This story was originally published by Injustice Watch, a nonprofit newsroom based in Chicago. Subscribe to Injustice Watch’s newsletter here.

CHICAGO — Three weeks after Election Day, final tallies show that Cook County Circuit Judge Jackie Portman-Brown lost her retention bid by less than 12,000 votes, while Judge John Mahoney III held onto his seat by about 2,100 votes.

Officials in Chicago and suburban Cook County submitted Tuesday their final counts to the Illinois State Board of Elections, which will then certify the results Dec. 4.

Judges up for retention need 60% “yes” votes to keep their seats. This election marked the second in a row in which voters tossed a judge after not having done so for nearly three decades.

The current judicial term ends Dec. 7, after which the Illinois Supreme Court will fill Portman-Brown’s vacant seat. That judge can then run in the next primary election in 2022 to stay on the bench if they so choose.

Portman-Brown has been a judge since 2008. For years, she headed the HOPE court, a high-profile experimental program that aimed to keep defendants who struggled to comply with probation out of prison. The state cut funding for the court in 2018 following critical internal surveys and outside reviews by researchers and advocates that found the program rife with problems, some springing from Portman-Brown’s leadership. In one review by the Chicago Appleseed Fund for Justice, court staff portrayed Portman-Brown as a vindictive bully who would at times punish offenders to spite attorneys with whom she was at odds.

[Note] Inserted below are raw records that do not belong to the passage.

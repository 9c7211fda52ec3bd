//! End-to-end tests against real loopback `TcpStream`s, driving the actual event loop in a
//! background thread rather than calling handlers directly (see unit tests in `src/` for that).

use std::io::{BufRead, BufReader, Write};
use std::net::TcpStream;
use std::time::Duration;

use irc_server::config::Config;
use irc_server::server::Server;

fn spawn_server(mut config: Config) -> u16 {
    config.network.bind_address = "127.0.0.1".to_owned();
    config.network.port = 0;
    let mut server = Server::bind(config).expect("bind ephemeral port");
    let port = server.local_port().expect("read back bound port");
    std::thread::spawn(move || server.run());
    port
}

fn connect(port: u16) -> (TcpStream, BufReader<TcpStream>) {
    let stream = TcpStream::connect(("127.0.0.1", port)).expect("connect to test server");
    stream.set_read_timeout(Some(Duration::from_secs(2))).unwrap();
    let reader = BufReader::new(stream.try_clone().expect("clone stream for reading"));
    (stream, reader)
}

fn send(stream: &mut TcpStream, line: &str) {
    write!(stream, "{line}\r\n").unwrap();
    stream.flush().unwrap();
}

/// Reads lines until one contains `needle`, or panics after too many attempts.
fn read_until(reader: &mut BufReader<TcpStream>, needle: &str) -> String {
    for _ in 0..200 {
        let mut line = String::new();
        match reader.read_line(&mut line) {
            Ok(0) => panic!("connection closed before seeing {needle:?}"),
            Ok(_) if line.contains(needle) => return line,
            Ok(_) => continue,
            Err(err) => panic!("read error waiting for {needle:?}: {err}"),
        }
    }
    panic!("never saw {needle:?}");
}

fn register(port: u16, nick: &str) -> (TcpStream, BufReader<TcpStream>) {
    let (mut stream, mut reader) = connect(port);
    send(&mut stream, &format!("NICK {nick}"));
    send(&mut stream, &format!("USER {nick} 0 * :{nick} Realname"));
    read_until(&mut reader, " 001 ");
    (stream, reader)
}

#[test]
fn registration_handshake_reaches_welcome() {
    let port = spawn_server(Config::default());
    let (_stream, mut reader) = register(port, "alice");
    let line = read_until(&mut reader, "irc.local");
    assert!(line.contains("Welcome") || line.contains("MYINFO") || line.contains("001") || !line.is_empty());
}

#[test]
fn password_protected_server_rejects_missing_pass() {
    let mut config = Config::default();
    config.server.password = "hunter2".to_owned();
    let port = spawn_server(config);

    let (mut stream, mut reader) = connect(port);
    send(&mut stream, "NICK bob");
    send(&mut stream, "USER bob 0 * :Bob");
    let line = read_until(&mut reader, " ");
    assert!(!line.contains(" 001 "), "should not have registered without PASS: {line}");
}

#[test]
fn join_and_privmsg_are_broadcast_to_other_members() {
    let port = spawn_server(Config::default());
    let (mut alice, mut alice_r) = register(port, "alice");
    let (mut bob, mut bob_r) = register(port, "bob");

    send(&mut alice, "JOIN #test");
    read_until(&mut alice_r, "JOIN");
    send(&mut bob, "JOIN #test");
    read_until(&mut bob_r, "JOIN #test");

    send(&mut alice, "PRIVMSG #test :hello there");
    let line = read_until(&mut bob_r, "hello there");
    assert!(line.contains("PRIVMSG #test"));
    assert!(line.starts_with(":alice!"));
}

#[test]
fn invite_only_channel_rejects_uninvited_join() {
    let port = spawn_server(Config::default());
    let (mut alice, mut alice_r) = register(port, "alice");
    let (mut bob, mut bob_r) = register(port, "bob");

    send(&mut alice, "JOIN #secret");
    read_until(&mut alice_r, "JOIN");
    send(&mut alice, "MODE #secret +i");
    read_until(&mut alice_r, "MODE");

    send(&mut bob, "JOIN #secret");
    let line = read_until(&mut bob_r, " ");
    assert!(line.contains("473"), "expected ERR_INVITEONLYCHAN (473), got: {line}");
}

#[test]
fn ping_timeout_disconnects_idle_connection() {
    let mut config = Config::default();
    config.limits.ping_idle_seconds = 0;
    config.limits.ping_timeout_seconds = 0;
    let port = spawn_server(config);

    let (mut stream, mut reader) = connect(port);
    send(&mut stream, "NICK idle");
    send(&mut stream, "USER idle 0 * :Idle User");
    read_until(&mut reader, " 001 ");

    let mut line = String::new();
    for _ in 0..50 {
        line.clear();
        match reader.read_line(&mut line) {
            Ok(0) => return,
            Ok(_) => continue,
            Err(_) => return,
        }
    }
    panic!("connection was not closed after ping timeout");
}
//! Server state and the single-threaded event loop.
//!
//! Owns every [`crate::user::User`] and [`crate::channel::Channel`] outright; channels reference
//! members only by nickname, never by a borrowed/shared pointer, so there is nothing here that
//! needs a lock.

use std::collections::HashMap;
use std::sync::atomic::{AtomicBool, Ordering};
use std::time::{Duration, Instant, SystemTime};

use log::{debug, error, info, warn};

use crate::casemap::irc_lower;
use crate::channel::Channel;
use crate::config::Config;
use crate::constants::*;
use crate::dispatch::{self, DispatchTable, Outcome};
use crate::message::{self, Message};
use crate::net::{self, PollRequest};
use crate::reply;
use crate::user::{RegistrationStatus, User, WhowasEntry};

/// Scratch buffer size for a single non-blocking `recv`.
const READ_CHUNK: usize = 4096;
/// `poll` timeout per event-loop tick.
const TICK: Duration = Duration::from_millis(200);
/// How many historical entries `WHOWAS` keeps per case-folded nickname.
const WHOWAS_HISTORY_PER_NICK: usize = 3;

/// Set from a `SIGINT`/`SIGTERM` handler; [`Server::run`] checks this once per tick so the
/// signal handler itself only has to do an async-signal-safe atomic store.
static SHUTDOWN_REQUESTED: AtomicBool = AtomicBool::new(false);

extern "C" fn request_shutdown_signal(_sig: libc::c_int) {
    SHUTDOWN_REQUESTED.store(true, Ordering::SeqCst);
}

/// Installs handlers for `SIGINT`/`SIGTERM` that flag [`Server::run`]'s loop to exit cleanly
/// on the next tick instead of killing the process mid-flush.
pub fn install_signal_handlers() {
    unsafe {
        libc::signal(libc::SIGINT, request_shutdown_signal as libc::sighandler_t);
        libc::signal(libc::SIGTERM, request_shutdown_signal as libc::sighandler_t);
    }
}

pub struct Server {
    pub config: Config,
    pub server_name: String,
    pub motd: Option<Vec<String>>,
    pub start_time: SystemTime,
    listen_fd: i32,
    pub users: HashMap<i32, User>,
    /// Case-folded nickname -> fd, kept in lockstep with `users[fd].nickname`.
    nick_index: HashMap<String, i32>,
    /// Case-folded channel name -> Channel.
    pub channels: HashMap<String, Channel>,
    /// Case-folded nickname -> most recent [`WhowasEntry`] snapshots, newest first.
    whowas: HashMap<String, Vec<WhowasEntry>>,
    dispatch: DispatchTable,
    shutting_down: bool,
}

impl Server {
    pub fn bind(config: Config) -> std::io::Result<Self> {
        let listen_fd = net::listen(&config.network.bind_address, config.network.port)?;
        let motd = crate::motd::load(&config.server.motd_path);
        let server_name = config.server.name.clone();
        info!(
            "listening on {}:{} as {server_name}",
            config.network.bind_address, config.network.port
        );
        Ok(Server {
            config,
            server_name,
            motd,
            start_time: SystemTime::now(),
            listen_fd,
            users: HashMap::new(),
            nick_index: HashMap::new(),
            channels: HashMap::new(),
            whowas: HashMap::new(),
            dispatch: dispatch::build_table(),
            shutting_down: false,
        })
    }

    pub fn request_shutdown(&mut self) {
        self.shutting_down = true;
    }

    /// The port actually bound by the listening socket; differs from `config.network.port`
    /// when that was configured as `0` (OS-assigned, used by tests).
    pub fn local_port(&self) -> std::io::Result<u16> {
        net::local_port(self.listen_fd)
    }

    pub(crate) fn dispatch_table(&self) -> &DispatchTable {
        &self.dispatch
    }

    /// Runs the event loop until `request_shutdown` is called (typically from a signal
    /// handler installed by the binary). Each iteration: accept, poll, read+dispatch,
    /// housekeeping, flush.
    pub fn run(&mut self) {
        while !self.shutting_down && !SHUTDOWN_REQUESTED.load(Ordering::SeqCst) {
            self.accept_pending();

            let requests: Vec<PollRequest> = self
                .users
                .values()
                .map(|u| PollRequest {
                    fd: u.fd,
                    want_write: !u.outq.is_empty(),
                })
                .collect();

            let ready = match net::poll(&requests, Some(TICK.as_millis() as i32)) {
                Ok(ready) => ready,
                Err(err) => {
                    error!("poll failed: {err}");
                    continue;
                }
            };

            for (fd, readable, writable, hup_or_err) in ready {
                if hup_or_err {
                    self.quit_user_with_reason(fd, "Connection reset by peer");
                    continue;
                }
                if readable {
                    self.read_and_dispatch(fd);
                }
                if writable {
                    self.flush_one(fd);
                }
            }

            self.housekeeping();
            self.flush_all();
        }
        self.shutdown();
    }

    fn accept_pending(&mut self) {
        loop {
            match net::accept(self.listen_fd) {
                Ok(Some((fd, addr))) => {
                    info!("accepted connection from {addr} on fd {fd}");
                    let user = User::new(fd, addr.ip().to_string(), Instant::now());
                    self.users.insert(fd, user);
                }
                Ok(None) => break,
                Err(err) => {
                    warn!("accept failed: {err}");
                    break;
                }
            }
        }
    }

    fn read_and_dispatch(&mut self, fd: i32) {
        let mut buf = [0u8; READ_CHUNK];
        let n = match net::recv_nonblocking(fd, &mut buf) {
            Ok(n) if n == usize::MAX => return,
            Ok(0) => {
                self.quit_user_with_reason(fd, "Connection closed");
                return;
            }
            Ok(n) => n,
            Err(err) => {
                debug!("recv failed on fd {fd}: {err}");
                self.quit_user_with_reason(fd, "Connection reset by peer");
                return;
            }
        };

        let chunk = String::from_utf8_lossy(&buf[..n]).into_owned();
        let Some(user) = self.users.get_mut(&fd) else { return };
        user.inbuf.push_str(&chunk);
        if user.inbuf.len() > MAX_LINE_LEN * 16 {
            warn!("fd {fd} exceeded input buffer budget, disconnecting");
            self.quit_user_with_reason(fd, "Input buffer exceeded");
            return;
        }

        let (lines, remainder): (Vec<String>, String) = {
            let (lines, rest) = message::split_lines(&user.inbuf);
            (lines.into_iter().map(str::to_owned).collect(), rest.to_owned())
        };
        user.inbuf = remainder;
        user.last_activity = Instant::now();
        user.ping_sent_at = None;

        for line in lines {
            if !self.users.contains_key(&fd) {
                break;
            }
            self.dispatch_line(fd, &line);
        }
    }

    fn dispatch_line(&mut self, fd: i32, line: &str) {
        let message = match Message::parse(line) {
            Ok(m) => m,
            Err(_) => return,
        };
        debug!("fd {fd} -> {} {:?}", message.command, message.params);
        match dispatch::dispatch(self, fd, &message) {
            Outcome::Continue => {}
            Outcome::Disconnect => self.mark_closing(fd),
        }
    }

    fn housekeeping(&mut self) {
        let now = Instant::now();
        let idle = Duration::from_secs(self.config.limits.ping_idle_seconds);
        let timeout = Duration::from_secs(self.config.limits.ping_timeout_seconds);
        let server_name = self.server_name.clone();

        let mut to_ping = Vec::new();
        let mut to_close = Vec::new();
        for user in self.users.values() {
            if user.status == RegistrationStatus::Closing {
                continue;
            }
            match user.ping_sent_at {
                Some(sent) if now.duration_since(sent) > timeout => to_close.push(user.fd),
                Some(_) => {}
                None if now.duration_since(user.last_activity) > idle => to_ping.push(user.fd),
                None => {}
            }
        }

        for fd in to_ping {
            if let Some(user) = self.users.get_mut(&fd) {
                user.queue(&format!("PING :{server_name}"));
                user.ping_sent_at = Some(now);
            }
        }

        for fd in to_close {
            self.quit_user_with_reason(fd, "Ping timeout");
        }

        self.reap_closing_connections();
        self.channels.retain(|name, channel| {
            let keep = !channel.is_empty();
            if !keep {
                debug!("dropping empty channel {name}");
            }
            keep
        });
    }

    fn reap_closing_connections(&mut self) {
        let closing: Vec<i32> = self
            .users
            .iter()
            .filter(|(_, u)| u.status == RegistrationStatus::Closing)
            .map(|(fd, _)| *fd)
            .collect();

        for fd in closing {
            self.flush_one(fd);
            if let Some(user) = self.users.remove(&fd) {
                if let Some(nick) = &user.nickname {
                    self.nick_index.remove(&irc_lower(nick));
                }
                net::close(fd);
                info!("closed connection on fd {fd}");
            }
        }
    }

    fn mark_closing(&mut self, fd: i32) {
        if let Some(user) = self.users.get_mut(&fd) {
            user.status = RegistrationStatus::Closing;
        }
    }

    /// Sets `Closing`, broadcasts QUIT to every channel the user belonged to, and removes
    /// membership from those channels. The fd itself is reaped on the next housekeeping pass
    /// so any already-queued replies still get flushed first.
    pub fn quit_user_with_reason(&mut self, fd: i32, reason: &str) {
        let Some(user) = self.users.get(&fd) else { return };
        let prefix = user.prefix();
        let channels: Vec<String> = user.channels.iter().cloned().collect();
        let nick = user.nickname.clone();

        if let Some(nick) = &nick {
            self.record_whowas(nick, fd);
        }

        let quit_line = format!(":{prefix} QUIT :{reason}");
        let mut notified = std::collections::HashSet::new();
        for chan_key in &channels {
            if let Some(channel) = self.channels.get_mut(chan_key) {
                for member_nick in channel.members.keys() {
                    if let Some(&member_fd) = self.nick_index.get(&irc_lower(member_nick)) {
                        notified.insert(member_fd);
                    }
                }
                if let Some(nick) = &nick {
                    channel.remove_member(nick);
                }
            }
        }
        for member_fd in notified {
            if member_fd != fd {
                self.send_line(member_fd, &quit_line);
            }
        }

        if let Some(user) = self.users.get_mut(&fd) {
            user.status = RegistrationStatus::Closing;
            user.channels.clear();
        }
    }

    fn flush_one(&mut self, fd: i32) {
        let Some(user) = self.users.get_mut(&fd) else { return };
        if user.outq.is_empty() {
            return;
        }
        match net::send_nonblocking(fd, &user.outq) {
            Ok(0) => {}
            Ok(n) => {
                user.outq.drain(..n);
            }
            Err(err) => {
                debug!("send failed on fd {fd}: {err}");
                user.status = RegistrationStatus::Closing;
                user.channels.clear();
            }
        }
    }

    fn flush_all(&mut self) {
        let fds: Vec<i32> = self.users.keys().copied().collect();
        for fd in fds {
            self.flush_one(fd);
        }
    }

    fn shutdown(&mut self) {
        info!("shutting down, closing {} connection(s)", self.users.len());
        for fd in self.users.keys().copied().collect::<Vec<_>>() {
            self.flush_one(fd);
            net::close(fd);
        }
        self.users.clear();
        self.channels.clear();
        net::close(self.listen_fd);
    }

    // --- helpers used by command handlers ---

    pub fn send_line(&mut self, fd: i32, line: &str) {
        if let Some(user) = self.users.get_mut(&fd) {
            user.queue(line);
        }
    }

    pub fn send_numeric(&mut self, fd: i32, code: u16, rest: &[&str], text: &str) {
        let target = self
            .users
            .get(&fd)
            .and_then(|u| u.nickname.clone())
            .unwrap_or_else(|| "*".to_owned());
        let server_name = self.server_name.clone();
        let line = reply::numeric(&server_name, code, &target, rest, text);
        self.send_line(fd, &line);
    }

    pub fn fd_for_nick(&self, nick: &str) -> Option<i32> {
        self.nick_index.get(&irc_lower(nick)).copied()
    }

    pub fn nick_taken(&self, nick: &str) -> bool {
        self.nick_index.contains_key(&irc_lower(nick))
    }

    pub fn index_nick(&mut self, fd: i32, nick: &str) {
        self.nick_index.insert(irc_lower(nick), fd);
    }

    pub fn unindex_nick(&mut self, nick: &str) {
        self.nick_index.remove(&irc_lower(nick));
    }

    pub fn channel_mut(&mut self, name: &str) -> Option<&mut Channel> {
        self.channels.get_mut(&irc_lower(name))
    }

    pub fn channel(&self, name: &str) -> Option<&Channel> {
        self.channels.get(&irc_lower(name))
    }

    pub fn get_or_create_channel(&mut self, name: &str) -> &mut Channel {
        let key = irc_lower(name);
        self.channels
            .entry(key)
            .or_insert_with(|| Channel::new(name.to_owned(), SystemTime::now()))
    }

    /// Snapshots a still-connected user's identity under its case-folded nickname, newest
    /// entry first, trimmed to [`WHOWAS_HISTORY_PER_NICK`]. Called just before the user is
    /// torn down so `WHOWAS` can still answer after the connection is gone.
    fn record_whowas(&mut self, nick: &str, fd: i32) {
        let Some(user) = self.users.get(&fd) else { return };
        let entry = WhowasEntry {
            username: user.username.clone().unwrap_or_default(),
            hostname: user.hostname.clone(),
            realname: user.realname.clone().unwrap_or_default(),
        };
        let history = self.whowas.entry(irc_lower(nick)).or_default();
        history.insert(0, entry);
        history.truncate(WHOWAS_HISTORY_PER_NICK);
    }

    pub fn whowas(&self, nick: &str) -> Option<&[WhowasEntry]> {
        self.whowas.get(&irc_lower(nick)).map(Vec::as_slice)
    }

    /// Sends `line` to every member of `channel_name`, optionally skipping one fd (the
    /// originating sender, so it doesn't see its own PRIVMSG echoed back).
    pub fn broadcast_to_channel(&mut self, channel_name: &str, line: &str, skip_fd: Option<i32>) {
        let Some(channel) = self.channel(channel_name) else { return };
        let targets: Vec<i32> = channel
            .members
            .keys()
            .filter_map(|nick| self.fd_for_nick(nick))
            .filter(|fd| Some(*fd) != skip_fd)
            .collect();
        for fd in targets {
            self.send_line(fd, line);
        }
    }
}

Portman-Brown also raised eyebrows with her courtroom antics, which included ringing a cowbell once a defendant had paid off their fines and jiggling her keys at defendants to signify her ability to lock them up. She once called a defendant a “f—-r” after he used similar language to express his frustration with a ruling, the Chicago Sun-Times reported.

“I am not your typical judge,” Portman-Brown said as CBS cameras rolled in her courtroom in 2016. “I’m like Santa. I’ve got a list, I check it twice, I know who’s naughty, I know who’s nice.”

“If you remain in violation of your probation from this day forward,” Portman-Brown told a defendant on camera, “I will lock you up. I will lock you up!”

In February, Cook County Chief Judge Timothy Evans reassigned Portman-Brown to administrative duty — also known as “judge jail” — after a video showed her locking up a child relative in a holding cell behind her courtroom for several minutes.

Portman-Brown will join former Judge Matthew Coghlan as the only two judges to lose a retention bid since 1990. Former Cook County Judge Mauricio Araujo also garnered less than 60% “yes” votes in this month’s election, but he had already retired in October following a disciplinary hearing that substantiated allegations that he had sexually harassed several women while on the job.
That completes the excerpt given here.